Top of Data
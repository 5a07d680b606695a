//! Emote descriptor table and construction-time validation.

use std::collections::HashMap;

/// Static record backing one emote token.
///
/// `image_data` is a self-contained inline payload (typically a
/// `data:image/...;base64,` URI) that can be dropped directly into a CSS
/// `url('...')` declaration.
#[derive(Clone, Debug, PartialEq)]
#[cfg_attr(feature = "serde", derive(serde::Serialize, serde::Deserialize))]
pub struct EmoteDescriptor {
    /// Inline image payload
    #[cfg_attr(feature = "serde", serde(rename = "base64"))]
    pub image_data: String,
    /// Width-to-height ratio of the image; treated as 1 when absent
    #[cfg_attr(
        feature = "serde",
        serde(rename = "ratio", skip_serializing_if = "Option::is_none", default)
    )]
    pub aspect_ratio: Option<f64>,
}

impl EmoteDescriptor {
    /// Create a descriptor for a square emote image.
    pub fn new(image_data: String) -> Self {
        Self {
            image_data,
            aspect_ratio: None,
        }
    }

    /// Create a descriptor with an explicit aspect ratio.
    pub fn with_ratio(image_data: String, ratio: f64) -> Self {
        Self {
            image_data,
            aspect_ratio: Some(ratio),
        }
    }

    /// Effective aspect ratio (1.0 when unspecified).
    #[inline]
    pub fn ratio(&self) -> f64 {
        self.aspect_ratio.unwrap_or(1.0)
    }
}

/// Error type for emote table construction.
#[derive(Debug, Clone, PartialEq)]
pub enum TableError {
    /// Aspect ratio is zero, negative, or not finite
    InvalidAspectRatio { name: String, ratio: f64 },
    /// Descriptor carries no image payload
    EmptyImageData { name: String },
    /// JSON table could not be parsed
    #[cfg(feature = "json")]
    Json(String),
}

impl std::fmt::Display for TableError {
    fn fmt(&self, f: &mut std::fmt::Formatter<'_>) -> std::fmt::Result {
        match self {
            TableError::InvalidAspectRatio { name, ratio } => {
                write!(f, "Emote '{}' has invalid aspect ratio {}", name, ratio)
            }
            TableError::EmptyImageData { name } => {
                write!(f, "Emote '{}' has empty image data", name)
            }
            #[cfg(feature = "json")]
            TableError::Json(msg) => write!(f, "Invalid emote table JSON: {}", msg),
        }
    }
}

impl std::error::Error for TableError {}

/// Typed mapping from token name to emote descriptor.
///
/// The table is validated once at construction: every aspect ratio, when
/// present, must be finite and positive, and every image payload must be
/// non-empty. Lookups afterwards never re-check the descriptors.
#[derive(Clone, Debug, Default)]
pub struct EmoteTable {
    entries: HashMap<String, EmoteDescriptor>,
}

impl EmoteTable {
    /// Build a validated table from `(name, descriptor)` entries.
    ///
    /// ## Example
    ///
    /// ```rust
    /// use emote_console::{EmoteDescriptor, EmoteTable};
    ///
    /// let table = EmoteTable::from_entries([(
    ///     "Smile".to_string(),
    ///     EmoteDescriptor::new("data:image/png;base64,c21pbGU=".to_string()),
    /// )])
    /// .unwrap();
    ///
    /// assert!(table.contains("Smile"));
    /// assert_eq!(table.get("Smile").unwrap().ratio(), 1.0);
    /// ```
    pub fn from_entries<I>(entries: I) -> Result<Self, TableError>
    where
        I: IntoIterator<Item = (String, EmoteDescriptor)>,
    {
        let mut table = HashMap::new();
        for (name, descriptor) in entries {
            if let Some(ratio) = descriptor.aspect_ratio {
                if !ratio.is_finite() || ratio <= 0.0 {
                    return Err(TableError::InvalidAspectRatio { name, ratio });
                }
            }
            if descriptor.image_data.is_empty() {
                return Err(TableError::EmptyImageData { name });
            }
            table.insert(name, descriptor);
        }
        Ok(Self { entries: table })
    }

    /// Parse a JSON emote table, e.g. loaded from bundled descriptor files.
    ///
    /// Expects an object mapping token names to `{ "base64": ..., "ratio": ... }`
    /// records, with `ratio` optional.
    #[cfg(feature = "json")]
    pub fn from_json_str(s: &str) -> Result<Self, TableError> {
        let entries: HashMap<String, EmoteDescriptor> =
            serde_json::from_str(s).map_err(|e| TableError::Json(e.to_string()))?;
        Self::from_entries(entries)
    }

    /// Check whether a token name is in the table.
    #[inline]
    pub fn contains(&self, name: &str) -> bool {
        self.entries.contains_key(name)
    }

    /// Get the descriptor for a token name.
    #[inline]
    pub fn get(&self, name: &str) -> Option<&EmoteDescriptor> {
        self.entries.get(name)
    }

    /// Number of emotes in the table.
    #[inline]
    pub fn len(&self) -> usize {
        self.entries.len()
    }

    /// Check whether the table is empty.
    #[inline]
    pub fn is_empty(&self) -> bool {
        self.entries.is_empty()
    }

    /// Iterate over the token names in the table.
    pub fn names(&self) -> impl Iterator<Item = &str> {
        self.entries.keys().map(String::as_str)
    }
}

#[cfg(test)]
mod tests {
    use super::*;

    fn png(data: &str) -> String {
        format!("data:image/png;base64,{}", data)
    }

    #[test]
    fn test_ratio_defaults_to_one() {
        let descriptor = EmoteDescriptor::new(png("c21pbGU="));
        assert_eq!(descriptor.aspect_ratio, None);
        assert_eq!(descriptor.ratio(), 1.0);

        let wide = EmoteDescriptor::with_ratio(png("d2lkZQ=="), 2.5);
        assert_eq!(wide.ratio(), 2.5);
    }

    #[test]
    fn test_from_entries() {
        let table = EmoteTable::from_entries([
            ("Smile".to_string(), EmoteDescriptor::new(png("c21pbGU="))),
            (
                "Wide".to_string(),
                EmoteDescriptor::with_ratio(png("d2lkZQ=="), 2.0),
            ),
        ])
        .unwrap();

        assert_eq!(table.len(), 2);
        assert!(table.contains("Smile"));
        assert!(table.contains("Wide"));
        assert!(!table.contains("Frown"));
        assert_eq!(table.get("Wide").unwrap().ratio(), 2.0);
    }

    #[test]
    fn test_rejects_non_positive_ratio() {
        for bad in [0.0, -1.5] {
            let result = EmoteTable::from_entries([(
                "Smile".to_string(),
                EmoteDescriptor::with_ratio(png("c21pbGU="), bad),
            )]);
            assert!(matches!(
                result,
                Err(TableError::InvalidAspectRatio { .. })
            ));
        }
    }

    #[test]
    fn test_rejects_non_finite_ratio() {
        let result = EmoteTable::from_entries([(
            "Smile".to_string(),
            EmoteDescriptor::with_ratio(png("c21pbGU="), f64::NAN),
        )]);
        assert!(matches!(result, Err(TableError::InvalidAspectRatio { .. })));

        let result = EmoteTable::from_entries([(
            "Smile".to_string(),
            EmoteDescriptor::with_ratio(png("c21pbGU="), f64::INFINITY),
        )]);
        assert!(matches!(result, Err(TableError::InvalidAspectRatio { .. })));
    }

    #[test]
    fn test_rejects_empty_image_data() {
        let result = EmoteTable::from_entries([(
            "Smile".to_string(),
            EmoteDescriptor::new(String::new()),
        )]);
        assert!(matches!(result, Err(TableError::EmptyImageData { .. })));
    }

    #[test]
    fn test_names() {
        let table = EmoteTable::from_entries([
            ("Smile".to_string(), EmoteDescriptor::new(png("c21pbGU="))),
            ("xdd".to_string(), EmoteDescriptor::new(png("eGRk"))),
        ])
        .unwrap();

        let mut names: Vec<&str> = table.names().collect();
        names.sort_unstable();
        assert_eq!(names, vec!["Smile", "xdd"]);
    }

    #[cfg(feature = "json")]
    #[test]
    fn test_from_json_str() {
        let json = r#"{
            "Smile": { "base64": "data:image/png;base64,c21pbGU=", "ratio": 1.4 },
            "xdd": { "base64": "data:image/png;base64,eGRk" }
        }"#;

        let table = EmoteTable::from_json_str(json).unwrap();
        assert_eq!(table.len(), 2);
        assert_eq!(table.get("Smile").unwrap().ratio(), 1.4);
        assert_eq!(table.get("xdd").unwrap().ratio(), 1.0);
    }

    #[cfg(feature = "json")]
    #[test]
    fn test_from_json_str_invalid() {
        assert!(matches!(
            EmoteTable::from_json_str("not json"),
            Err(TableError::Json(_))
        ));

        let json = r#"{ "Smile": { "base64": "data:image/png;base64,c21pbGU=", "ratio": -2.0 } }"#;
        assert!(matches!(
            EmoteTable::from_json_str(json),
            Err(TableError::InvalidAspectRatio { .. })
        ));
    }
}
//! Pixel sizing, whitespace padding, and CSS styling for inline emotes.

use crate::Renderer;

/// Emote sizing configuration and calculations.
///
/// Console text styling cannot reserve real image width, so an emote's
/// on-screen footprint is approximated two ways: the CSS fragment sizes the
/// background image in pixels, and the printed placeholder text is a run of
/// space characters scaled to the emote's aspect ratio.
#[derive(Clone, Debug)]
pub struct EmoteSizing {
    /// Base emote height in pixels
    pub emote_size: f64,
    /// Approximate width of one space character in pixels
    pub space_unit: f64,
}

impl Default for EmoteSizing {
    fn default() -> Self {
        Self {
            emote_size: 21.0,
            space_unit: 6.5,
        }
    }
}

impl EmoteSizing {
    /// Create a new EmoteSizing with default values.
    pub fn new() -> Self {
        Self::default()
    }

    /// Emote height in pixels for a given size modifier.
    #[inline]
    pub fn pixel_height(&self, modifier: f64) -> f64 {
        self.emote_size * modifier
    }

    /// Emote width in pixels for a given aspect ratio and size modifier.
    #[inline]
    pub fn pixel_width(&self, ratio: f64, modifier: f64) -> f64 {
        self.emote_size * ratio * modifier
    }

    /// Build the whitespace run printed in place of an emote's text.
    ///
    /// The run length is derived from the emote's pixel width: with
    /// `count = ceil(width / space_unit) + 1`, the run holds `count - 1`
    /// space characters.
    ///
    /// ## Example
    ///
    /// ```rust
    /// use emote_console::EmoteSizing;
    ///
    /// // ceil(21 / 6.5) + 1 = 5, yielding 4 spaces
    /// let sizing = EmoteSizing::default();
    /// assert_eq!(sizing.padding_run(1.0), "    ");
    /// ```
    pub fn padding_run(&self, effective_ratio: f64) -> String {
        let count = ((self.emote_size * effective_ratio) / self.space_unit).ceil() as usize + 1;
        " ".repeat(count.saturating_sub(1))
    }

    /// Build the CSS fragment that styles one emote placeholder.
    ///
    /// Chromium devtools respect `line-height` on styled console spans, so
    /// that is the only sizing declaration they get. Firefox and any
    /// unrecognized renderer need an explicit inline-flex box with the
    /// width padded by 10 pixels. Both variants paint the emote as a
    /// non-repeating background image behind transparent text.
    pub fn style_fragment(
        &self,
        renderer: Option<Renderer>,
        image_data: &str,
        ratio: f64,
        modifier: f64,
    ) -> String {
        let height = self.pixel_height(modifier);
        let width = self.pixel_width(ratio, modifier);

        let size = match renderer {
            Some(Renderer::Chromium) => format!("line-height: {}px; ", height),
            _ => format!(
                "display: inline-flex; height: {}px; width: {}px; ",
                height,
                width + 10.0
            ),
        };

        format!(
            "color: transparent; {}background: url('{}'); background-size: {}px; background-repeat: no-repeat;",
            size, image_data, width
        )
    }
}
use std::sync::Arc;

use dashmap::DashMap;
use dashmap::mapref::entry::Entry;
use tracing::info;

use crate::common::errors::PlayerError;
use crate::common::types::{ChannelId, UserId};
use crate::configs::PlayerConfig;
use crate::player::events::PlayerEvent;
use crate::player::playback;
use crate::player::session::{Command, Session};
use crate::player::track::Track;
use crate::sources::MediaResolver;
use crate::voice::VoiceTransport;

pub(crate) struct ManagerInner {
    pub(crate) sessions: DashMap<ChannelId, Arc<Session>>,
    resolver: Arc<dyn MediaResolver>,
    transport: Arc<dyn VoiceTransport>,
    config: PlayerConfig,
    events_tx: flume::Sender<PlayerEvent>,
    events_rx: flume::Receiver<PlayerEvent>,
}

impl Drop for ManagerInner {
    fn drop(&mut self) {
        for item in self.sessions.iter() {
            item.value().close();
        }
        self.sessions.clear();
    }
}

/// Registry of per-channel playback sessions.
///
/// One session per channel, created on demand and removed by its own loop on
/// teardown. Cheap to clone; clones share the registry. This is also the
/// command surface the dispatch layer calls into, one method per user
/// command.
#[derive(Clone)]
pub struct SessionManager {
    inner: Arc<ManagerInner>,
}

impl SessionManager {
    pub fn new(
        config: PlayerConfig,
        resolver: Arc<dyn MediaResolver>,
        transport: Arc<dyn VoiceTransport>,
    ) -> Self {
        let (events_tx, events_rx) = flume::unbounded();
        Self {
            inner: Arc::new(ManagerInner {
                sessions: DashMap::new(),
                resolver,
                transport,
                config,
                events_tx,
                events_rx,
            }),
        }
    }

    /// Receiver for the loops' events (track start/end/error, teardown).
    pub fn events(&self) -> flume::Receiver<PlayerEvent> {
        self.inner.events_rx.clone()
    }

    /// The channel's session, or a freshly started one. Concurrent calls for
    /// one channel observe exactly one creation and one loop.
    pub fn get_or_create(&self, channel_id: &ChannelId) -> Arc<Session> {
        match self.inner.sessions.entry(channel_id.clone()) {
            Entry::Occupied(entry) => entry.get().clone(),
            Entry::Vacant(entry) => {
                let (session, commands) =
                    Session::new(channel_id.clone(), self.inner.config.default_volume());
                let session = Arc::new(session);
                entry.insert(session.clone());

                tokio::spawn(playback::run(
                    session.clone(),
                    Arc::downgrade(&self.inner),
                    self.inner.resolver.clone(),
                    self.inner.transport.clone(),
                    self.inner.config.clone(),
                    self.inner.events_tx.clone(),
                    commands,
                ));
                info!("[{}] created playback session", channel_id);
                session
            }
        }
    }

    /// Non-creating lookup.
    pub fn get(&self, channel_id: &ChannelId) -> Option<Arc<Session>> {
        self.inner
            .sessions
            .get(channel_id)
            .map(|entry| entry.value().clone())
    }

    /// Cancel the channel's session. A no-op when there is none; the loop
    /// releases the transport and removes the entry on its way out.
    pub fn destroy(&self, channel_id: &ChannelId) {
        if let Some(session) = self.get(channel_id) {
            session.close();
        }
    }

    /// Look up `query`, append the resulting track to the channel's queue,
    /// and return it.
    ///
    /// Metadata failures surface to the caller with every queue untouched.
    /// If the session is tearing down at push time the dead entry is dropped
    /// and the push retried against a fresh session, so an enqueue is never
    /// silently swallowed by a dying session.
    pub async fn enqueue(
        &self,
        channel_id: &ChannelId,
        query: &str,
        requester: UserId,
    ) -> Result<Track, PlayerError> {
        let info = self.inner.resolver.resolve_metadata(query).await?;
        let track = Track::new(info, query, requester);

        loop {
            let session = self.get_or_create(channel_id);
            match session.enqueue(track.clone()) {
                Ok(()) => return Ok(track),
                Err(_) => {
                    self.inner
                        .sessions
                        .remove_if(channel_id, |_, live| Arc::ptr_eq(live, &session));
                }
            }
        }
    }

    pub fn pause(&self, channel_id: &ChannelId) -> Result<(), PlayerError> {
        self.command(channel_id, Command::Pause)
    }

    pub fn resume(&self, channel_id: &ChannelId) -> Result<(), PlayerError> {
        self.command(channel_id, Command::Resume)
    }

    /// Cut the current track short; the loop moves on to the next one.
    pub fn skip(&self, channel_id: &ChannelId) -> Result<(), PlayerError> {
        self.command(channel_id, Command::Skip)
    }

    /// Stop playback and destroy the channel's session. Idempotent: absent
    /// and already-stopping sessions are fine.
    pub fn stop(&self, channel_id: &ChannelId) {
        if let Some(session) = self.get(channel_id) {
            session.command(Command::Stop);
        }
    }

    /// Set the session's volume from a percentage in 1..=100. Applies live
    /// when a track is playing and becomes the default for later tracks.
    pub fn set_volume(&self, channel_id: &ChannelId, percent: i64) -> Result<(), PlayerError> {
        let volume = volume_from_percent(percent).ok_or(PlayerError::InvalidVolume(percent))?;
        self.command(channel_id, Command::SetVolume(volume))
    }

    /// Up to `n` queued tracks, head first. Empty when the channel has no
    /// session.
    pub fn list_queue(&self, channel_id: &ChannelId, n: usize) -> Vec<Track> {
        self.get(channel_id)
            .map(|session| session.upcoming(n))
            .unwrap_or_default()
    }

    /// The channel's current track, if one is playing or paused.
    pub fn now_playing(&self, channel_id: &ChannelId) -> Option<Track> {
        self.get(channel_id).and_then(|session| session.now_playing())
    }

    fn command(&self, channel_id: &ChannelId, command: Command) -> Result<(), PlayerError> {
        let session = self
            .get(channel_id)
            .ok_or_else(|| PlayerError::NoActiveSession(channel_id.clone()))?;
        session.command(command);
        Ok(())
    }
}

/// Map a user-facing percentage to the internal [0.01, 1.00] scale.
fn volume_from_percent(percent: i64) -> Option<f32> {
    if (1..=100).contains(&percent) {
        Some(percent as f32 / 100.0)
    } else {
        None
    }
}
Bottom of Data
Please transcribe only the lines in the records above running from the line that has "given size modifier." through the line that has "let count = ((self.emote_size", both included, exactly as they appear.

Response to this exercise:
    /// Emote height in pixels for a given size modifier.
    #[inline]
    pub fn pixel_height(&self, modifier: f64) -> f64 {
        self.emote_size * modifier
    }

    /// Emote width in pixels for a given aspect ratio and size modifier.
    #[inline]
    pub fn pixel_width(&self, ratio: f64, modifier: f64) -> f64 {
        self.emote_size * ratio * modifier
    }

    /// Build the whitespace run printed in place of an emote's text.
    ///
    /// The run length is derived from the emote's pixel width: with
    /// `count = ceil(width / space_unit) + 1`, the run holds `count - 1`
    /// space characters.
    ///
    /// ## Example
    ///
    /// ```rust
    /// use emote_console::EmoteSizing;
    ///
    /// // ceil(21 / 6.5) + 1 = 5, yielding 4 spaces
    /// let sizing = EmoteSizing::default();
    /// assert_eq!(sizing.padding_run(1.0), "    ");
    /// ```
    pub fn padding_run(&self, effective_ratio: f64) -> String {
        let count = ((self.emote_size * effective_ratio) / self.space_unit).ceil() as usize + 1;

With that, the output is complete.